REQUIRED WORK — The output is the lines below from the one with "use crate::error::Result;" through the one with "CREATE TABLE IF", both included, printed exactly and with no other line.

= = = =

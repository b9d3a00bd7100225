//! Database schema and migrations
//!
//! Migration files live in `migrations/` and are embedded at compile time.
//! Each one runs in its own transaction and is recorded in `migrations`.

use crate::error::Result;
use sqlx::{sqlite::SqlitePool, Row};

/// Initialize database with schema
pub async fn initialize_database(pool: &SqlitePool) -> Result<()> {
    tracing::info!("Initializing database schema");

    // Enable foreign keys
    sqlx::query("PRAGMA foreign_keys = ON")
        .execute(pool)
        .await?;

    // Create migrations table
    sqlx::query(
        r#"
        CREATE TABLE IF NOT EXISTS migrations (
            version INTEGER PRIMARY KEY,
            applied_at TEXT NOT NULL DEFAULT CURRENT_TIMESTAMP
        )
        "#,
    )
    .execute(pool)
    .await?;

    let current_version: i32 = sqlx::query("SELECT COALESCE(MAX(version), 0) FROM migrations")
        .fetch_one(pool)
        .await?
        .get(0);

    tracing::info!("Current database version: {}", current_version);

    // Apply migrations
    apply_migrations(pool, current_version).await?;

    tracing::info!("Database initialization complete");
    Ok(())
}

async fn apply_migrations(pool: &SqlitePool, current_version: i32) -> Result<()> {
    for (version, sql) in get_migrations() {
        if version <= current_version {
            continue;
        }

        tracing::info!("Applying migration version {}", version);

        // Execute migration in a transaction
        let mut tx = pool.begin().await?;

        sqlx::raw_sql(sql).execute(&mut *tx).await?;

        // Record migration
        sqlx::query("INSERT INTO migrations (version) VALUES (?)")
            .bind(version)
            .execute(&mut *tx)
            .await?;

        tx.commit().await?;

        tracing::info!("Migration version {} applied successfully", version);
    }

    Ok(())
}

fn get_migrations() -> Vec<(i32, &'static str)> {
    vec![(1, include_str!("migrations/001_initial_schema.sql"))]
}

#[cfg(test)]
mod tests {
    use super::*;
    use crate::database::create_memory_pool;

    #[tokio::test]
    async fn test_initialize_database() {
        let pool = create_memory_pool().await.unwrap();

        let version: i32 = sqlx::query_scalar("SELECT MAX(version) FROM migrations")
            .fetch_one(&pool)
            .await
            .unwrap();

        assert_eq!(version, 1);
    }

    #[tokio::test]
    async fn test_initialize_is_idempotent() {
        let pool = create_memory_pool().await.unwrap();

        initialize_database(&pool).await.unwrap();

        let applied: i64 = sqlx::query_scalar("SELECT COUNT(*) FROM migrations")
            .fetch_one(&pool)
            .await
            .unwrap();

        assert_eq!(applied, 1);
    }

    #[tokio::test]
    async fn test_seed_categories_present() {
        let pool = create_memory_pool().await.unwrap();

        let seeded: i64 =
            sqlx::query_scalar("SELECT COUNT(*) FROM categories WHERE user_id IS NULL")
                .fetch_one(&pool)
                .await
                .unwrap();

        assert_eq!(seeded, 5);
    }

    #[tokio::test]
    async fn test_foreign_keys_enabled() {
        let pool = create_memory_pool().await.unwrap();

        let foreign_keys: i32 = sqlx::query_scalar("PRAGMA foreign_keys")
            .fetch_one(&pool)
            .await
            .unwrap();

        assert_eq!(foreign_keys, 1);
    }
}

= = = =

SOLVED PROBLEM —
use crate::error::Result;
use sqlx::{sqlite::SqlitePool, Row};

/// Initialize database with schema
pub async fn initialize_database(pool: &SqlitePool) -> Result<()> {
    tracing::info!("Initializing database schema");

    // Enable foreign keys
    sqlx::query("PRAGMA foreign_keys = ON")
        .execute(pool)
        .await?;

    // Create migrations table
    sqlx::query(
        r#"
        CREATE TABLE IF NOT EXISTS migrations (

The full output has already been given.